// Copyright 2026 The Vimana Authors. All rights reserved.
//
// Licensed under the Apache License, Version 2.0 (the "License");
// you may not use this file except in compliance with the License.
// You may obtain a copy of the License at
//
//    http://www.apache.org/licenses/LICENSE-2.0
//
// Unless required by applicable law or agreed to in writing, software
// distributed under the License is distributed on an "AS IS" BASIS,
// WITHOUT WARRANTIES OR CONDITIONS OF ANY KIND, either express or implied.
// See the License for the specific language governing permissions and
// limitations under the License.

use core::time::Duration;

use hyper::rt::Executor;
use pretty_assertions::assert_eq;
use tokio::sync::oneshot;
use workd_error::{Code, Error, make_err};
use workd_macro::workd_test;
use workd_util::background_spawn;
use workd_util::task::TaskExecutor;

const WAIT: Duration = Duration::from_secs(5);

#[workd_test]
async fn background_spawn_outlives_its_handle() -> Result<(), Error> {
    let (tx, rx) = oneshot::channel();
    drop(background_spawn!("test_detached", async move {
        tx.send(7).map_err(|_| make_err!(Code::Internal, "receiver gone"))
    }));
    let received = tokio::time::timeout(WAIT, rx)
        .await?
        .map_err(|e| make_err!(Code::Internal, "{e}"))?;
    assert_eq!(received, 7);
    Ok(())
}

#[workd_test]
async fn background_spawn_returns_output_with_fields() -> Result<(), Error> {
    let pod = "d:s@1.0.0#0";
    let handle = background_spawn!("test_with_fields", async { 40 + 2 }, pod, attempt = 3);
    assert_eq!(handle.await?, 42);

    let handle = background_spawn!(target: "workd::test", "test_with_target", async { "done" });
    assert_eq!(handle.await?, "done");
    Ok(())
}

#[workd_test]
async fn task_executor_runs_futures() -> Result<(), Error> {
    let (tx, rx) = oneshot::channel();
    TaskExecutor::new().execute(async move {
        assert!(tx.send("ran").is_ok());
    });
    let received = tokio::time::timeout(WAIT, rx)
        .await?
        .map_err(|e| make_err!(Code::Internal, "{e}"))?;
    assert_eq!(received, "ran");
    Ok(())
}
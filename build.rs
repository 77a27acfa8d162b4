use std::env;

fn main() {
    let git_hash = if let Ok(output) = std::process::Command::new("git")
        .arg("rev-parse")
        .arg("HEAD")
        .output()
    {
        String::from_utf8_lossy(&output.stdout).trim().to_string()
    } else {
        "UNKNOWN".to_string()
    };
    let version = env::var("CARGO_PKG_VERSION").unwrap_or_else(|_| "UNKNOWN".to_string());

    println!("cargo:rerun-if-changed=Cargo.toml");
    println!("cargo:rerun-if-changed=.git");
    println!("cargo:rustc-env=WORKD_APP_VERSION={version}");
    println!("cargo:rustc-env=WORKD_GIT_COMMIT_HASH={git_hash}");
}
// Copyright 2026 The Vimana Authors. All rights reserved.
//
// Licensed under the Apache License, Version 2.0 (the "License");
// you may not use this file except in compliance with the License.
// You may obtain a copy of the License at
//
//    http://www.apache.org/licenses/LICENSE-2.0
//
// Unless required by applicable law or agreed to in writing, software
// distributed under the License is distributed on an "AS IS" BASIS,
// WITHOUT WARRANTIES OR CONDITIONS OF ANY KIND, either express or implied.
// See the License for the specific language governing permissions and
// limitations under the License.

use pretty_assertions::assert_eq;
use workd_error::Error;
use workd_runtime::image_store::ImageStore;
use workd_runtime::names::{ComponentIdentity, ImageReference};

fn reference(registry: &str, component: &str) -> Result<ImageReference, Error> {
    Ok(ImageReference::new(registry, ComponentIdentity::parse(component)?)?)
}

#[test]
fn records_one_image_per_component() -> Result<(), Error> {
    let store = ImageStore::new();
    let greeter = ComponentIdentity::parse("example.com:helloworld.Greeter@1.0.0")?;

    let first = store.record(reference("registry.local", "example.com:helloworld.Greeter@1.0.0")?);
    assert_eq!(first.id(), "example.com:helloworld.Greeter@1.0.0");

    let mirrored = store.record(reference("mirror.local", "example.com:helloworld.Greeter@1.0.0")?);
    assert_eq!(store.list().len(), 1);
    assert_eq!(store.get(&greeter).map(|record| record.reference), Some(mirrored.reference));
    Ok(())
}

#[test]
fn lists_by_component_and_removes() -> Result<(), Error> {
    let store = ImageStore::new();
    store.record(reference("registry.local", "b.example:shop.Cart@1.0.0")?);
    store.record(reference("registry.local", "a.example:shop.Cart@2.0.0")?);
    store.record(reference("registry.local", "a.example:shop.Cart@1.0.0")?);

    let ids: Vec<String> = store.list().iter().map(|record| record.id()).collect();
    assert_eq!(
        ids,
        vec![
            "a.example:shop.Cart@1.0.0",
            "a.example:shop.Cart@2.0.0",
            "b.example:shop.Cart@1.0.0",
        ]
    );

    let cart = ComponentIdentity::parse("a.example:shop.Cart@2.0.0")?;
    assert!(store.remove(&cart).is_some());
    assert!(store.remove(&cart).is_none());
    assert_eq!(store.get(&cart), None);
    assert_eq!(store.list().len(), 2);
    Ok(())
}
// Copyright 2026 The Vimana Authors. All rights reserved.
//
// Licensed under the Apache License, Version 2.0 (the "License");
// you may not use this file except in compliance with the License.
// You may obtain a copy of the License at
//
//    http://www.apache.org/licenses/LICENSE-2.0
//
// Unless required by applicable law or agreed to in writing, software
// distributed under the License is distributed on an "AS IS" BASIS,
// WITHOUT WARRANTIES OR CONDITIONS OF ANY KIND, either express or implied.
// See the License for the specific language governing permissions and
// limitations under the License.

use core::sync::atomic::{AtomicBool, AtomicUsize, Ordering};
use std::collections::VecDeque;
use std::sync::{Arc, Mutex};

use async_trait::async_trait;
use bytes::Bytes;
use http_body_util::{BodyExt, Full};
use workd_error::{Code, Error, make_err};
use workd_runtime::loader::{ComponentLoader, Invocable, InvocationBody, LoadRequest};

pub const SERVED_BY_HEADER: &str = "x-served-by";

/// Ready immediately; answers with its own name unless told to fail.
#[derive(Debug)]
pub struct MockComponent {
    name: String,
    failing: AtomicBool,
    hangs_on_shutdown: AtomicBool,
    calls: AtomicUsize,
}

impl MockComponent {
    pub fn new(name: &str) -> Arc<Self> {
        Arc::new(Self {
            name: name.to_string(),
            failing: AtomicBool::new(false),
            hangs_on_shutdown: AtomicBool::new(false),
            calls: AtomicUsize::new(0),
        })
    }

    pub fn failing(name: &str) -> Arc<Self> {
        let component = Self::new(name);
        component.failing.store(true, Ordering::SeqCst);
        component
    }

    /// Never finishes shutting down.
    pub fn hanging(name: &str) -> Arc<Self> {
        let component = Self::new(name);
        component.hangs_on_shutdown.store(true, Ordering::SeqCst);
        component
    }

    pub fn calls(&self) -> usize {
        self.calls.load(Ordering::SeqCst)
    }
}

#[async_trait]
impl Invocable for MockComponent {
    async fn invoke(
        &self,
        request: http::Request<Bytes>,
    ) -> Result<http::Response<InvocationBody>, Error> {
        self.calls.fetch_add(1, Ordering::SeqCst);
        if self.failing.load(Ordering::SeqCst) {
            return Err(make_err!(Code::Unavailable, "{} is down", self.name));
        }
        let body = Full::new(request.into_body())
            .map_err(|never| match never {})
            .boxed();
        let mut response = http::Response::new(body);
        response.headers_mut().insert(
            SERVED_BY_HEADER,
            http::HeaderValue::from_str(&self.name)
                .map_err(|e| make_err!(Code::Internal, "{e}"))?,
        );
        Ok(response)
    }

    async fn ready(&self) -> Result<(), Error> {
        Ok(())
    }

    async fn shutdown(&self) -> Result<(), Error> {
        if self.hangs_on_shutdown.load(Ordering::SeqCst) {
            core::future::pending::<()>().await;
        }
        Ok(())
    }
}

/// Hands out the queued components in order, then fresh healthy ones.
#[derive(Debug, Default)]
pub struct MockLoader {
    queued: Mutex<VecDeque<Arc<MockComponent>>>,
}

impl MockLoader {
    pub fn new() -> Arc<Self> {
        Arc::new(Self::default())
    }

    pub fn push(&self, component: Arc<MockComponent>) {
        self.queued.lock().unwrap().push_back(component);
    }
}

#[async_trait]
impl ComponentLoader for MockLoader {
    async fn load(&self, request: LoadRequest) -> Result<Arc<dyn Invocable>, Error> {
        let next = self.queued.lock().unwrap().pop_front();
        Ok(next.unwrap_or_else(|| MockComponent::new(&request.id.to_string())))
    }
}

Exercise description – Go through the entries and return each line where the word "LoadRequest" occurs.

Response area –
use workd_runtime::loader::{ComponentLoader, Invocable, InvocationBody, LoadRequest};
    async fn load(&self, request: LoadRequest) -> Result<Arc<dyn Invocable>, Error> {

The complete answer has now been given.